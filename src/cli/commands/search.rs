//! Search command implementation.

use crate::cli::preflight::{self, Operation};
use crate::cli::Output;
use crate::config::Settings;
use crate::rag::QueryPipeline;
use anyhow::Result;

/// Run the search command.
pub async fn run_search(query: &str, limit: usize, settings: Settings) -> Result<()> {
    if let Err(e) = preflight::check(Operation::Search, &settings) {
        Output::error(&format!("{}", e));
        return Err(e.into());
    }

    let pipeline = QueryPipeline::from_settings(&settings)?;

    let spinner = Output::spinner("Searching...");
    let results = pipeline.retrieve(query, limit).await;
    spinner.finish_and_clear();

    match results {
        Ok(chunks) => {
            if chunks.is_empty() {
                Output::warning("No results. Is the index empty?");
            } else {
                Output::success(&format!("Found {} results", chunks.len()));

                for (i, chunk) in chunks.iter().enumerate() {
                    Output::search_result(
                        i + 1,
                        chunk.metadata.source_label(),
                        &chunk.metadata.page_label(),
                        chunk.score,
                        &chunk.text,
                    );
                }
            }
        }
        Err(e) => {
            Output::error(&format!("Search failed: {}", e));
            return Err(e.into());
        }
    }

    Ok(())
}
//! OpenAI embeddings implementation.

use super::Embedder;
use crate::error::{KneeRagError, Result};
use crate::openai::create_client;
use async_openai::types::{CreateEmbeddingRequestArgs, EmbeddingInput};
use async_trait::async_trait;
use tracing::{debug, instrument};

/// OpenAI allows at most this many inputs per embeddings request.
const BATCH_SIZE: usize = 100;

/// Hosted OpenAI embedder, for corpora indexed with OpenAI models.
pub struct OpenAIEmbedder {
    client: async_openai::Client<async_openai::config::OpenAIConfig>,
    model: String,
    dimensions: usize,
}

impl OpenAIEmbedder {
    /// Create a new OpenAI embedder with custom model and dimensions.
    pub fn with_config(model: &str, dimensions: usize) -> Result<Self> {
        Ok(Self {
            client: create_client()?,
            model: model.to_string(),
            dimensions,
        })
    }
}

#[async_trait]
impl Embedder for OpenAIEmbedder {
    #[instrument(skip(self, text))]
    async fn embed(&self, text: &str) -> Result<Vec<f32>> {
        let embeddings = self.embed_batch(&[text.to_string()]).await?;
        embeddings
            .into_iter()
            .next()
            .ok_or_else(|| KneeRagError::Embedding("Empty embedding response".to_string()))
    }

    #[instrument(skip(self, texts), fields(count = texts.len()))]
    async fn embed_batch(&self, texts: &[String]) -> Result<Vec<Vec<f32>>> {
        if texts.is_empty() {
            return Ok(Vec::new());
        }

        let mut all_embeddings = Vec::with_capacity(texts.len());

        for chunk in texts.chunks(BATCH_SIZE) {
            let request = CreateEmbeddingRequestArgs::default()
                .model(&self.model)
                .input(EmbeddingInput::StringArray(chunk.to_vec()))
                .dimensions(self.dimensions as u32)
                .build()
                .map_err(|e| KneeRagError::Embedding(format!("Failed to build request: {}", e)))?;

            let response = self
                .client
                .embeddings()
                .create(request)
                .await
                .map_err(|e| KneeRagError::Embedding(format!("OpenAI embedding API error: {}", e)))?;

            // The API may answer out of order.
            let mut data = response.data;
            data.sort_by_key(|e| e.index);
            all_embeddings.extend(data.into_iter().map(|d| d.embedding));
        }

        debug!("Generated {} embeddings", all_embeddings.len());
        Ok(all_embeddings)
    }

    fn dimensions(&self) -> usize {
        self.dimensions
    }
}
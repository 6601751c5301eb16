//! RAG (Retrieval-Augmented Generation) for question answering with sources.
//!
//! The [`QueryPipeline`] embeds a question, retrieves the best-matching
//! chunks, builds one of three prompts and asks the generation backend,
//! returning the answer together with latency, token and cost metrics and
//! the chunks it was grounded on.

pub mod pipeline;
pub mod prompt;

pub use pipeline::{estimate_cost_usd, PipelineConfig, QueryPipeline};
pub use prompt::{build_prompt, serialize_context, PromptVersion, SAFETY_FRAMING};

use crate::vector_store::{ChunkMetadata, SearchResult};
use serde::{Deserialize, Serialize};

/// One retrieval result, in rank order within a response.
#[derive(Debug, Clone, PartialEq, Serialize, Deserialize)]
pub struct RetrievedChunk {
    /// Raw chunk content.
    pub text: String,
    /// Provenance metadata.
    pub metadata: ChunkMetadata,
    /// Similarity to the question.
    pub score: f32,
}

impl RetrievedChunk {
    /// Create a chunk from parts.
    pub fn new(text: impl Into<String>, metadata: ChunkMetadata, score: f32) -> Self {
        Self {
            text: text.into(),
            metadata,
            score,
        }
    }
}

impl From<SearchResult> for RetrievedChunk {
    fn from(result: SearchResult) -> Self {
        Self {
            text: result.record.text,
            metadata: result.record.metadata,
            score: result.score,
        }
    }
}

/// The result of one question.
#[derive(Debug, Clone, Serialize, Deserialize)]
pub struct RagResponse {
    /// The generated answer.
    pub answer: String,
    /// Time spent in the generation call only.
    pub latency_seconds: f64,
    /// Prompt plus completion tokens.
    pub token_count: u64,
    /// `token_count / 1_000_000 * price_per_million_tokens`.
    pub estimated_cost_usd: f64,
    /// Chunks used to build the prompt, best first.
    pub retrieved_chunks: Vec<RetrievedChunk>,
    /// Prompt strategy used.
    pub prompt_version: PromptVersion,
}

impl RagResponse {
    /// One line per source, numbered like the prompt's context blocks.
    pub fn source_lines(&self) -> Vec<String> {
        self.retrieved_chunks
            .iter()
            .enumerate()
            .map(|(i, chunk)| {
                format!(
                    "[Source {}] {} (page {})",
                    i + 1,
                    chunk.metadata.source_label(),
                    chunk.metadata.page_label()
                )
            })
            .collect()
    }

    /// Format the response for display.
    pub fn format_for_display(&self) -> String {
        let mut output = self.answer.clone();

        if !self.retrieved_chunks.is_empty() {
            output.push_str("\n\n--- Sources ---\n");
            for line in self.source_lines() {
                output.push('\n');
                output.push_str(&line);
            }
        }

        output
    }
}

» Your instructions:
Repeat exactly the lines above from the one with "fn from(result: SearchResult)" up to and including the one with "Prompt strategy used.". No other line belongs in the reply.

» Exercise response:
    fn from(result: SearchResult) -> Self {
        Self {
            text: result.record.text,
            metadata: result.record.metadata,
            score: result.score,
        }
    }
}

/// The result of one question.
#[derive(Debug, Clone, Serialize, Deserialize)]
pub struct RagResponse {
    /// The generated answer.
    pub answer: String,
    /// Time spent in the generation call only.
    pub latency_seconds: f64,
    /// Prompt plus completion tokens.
    pub token_count: u64,
    /// `token_count / 1_000_000 * price_per_million_tokens`.
    pub estimated_cost_usd: f64,
    /// Chunks used to build the prompt, best first.
    pub retrieved_chunks: Vec<RetrievedChunk>,
    /// Prompt strategy used.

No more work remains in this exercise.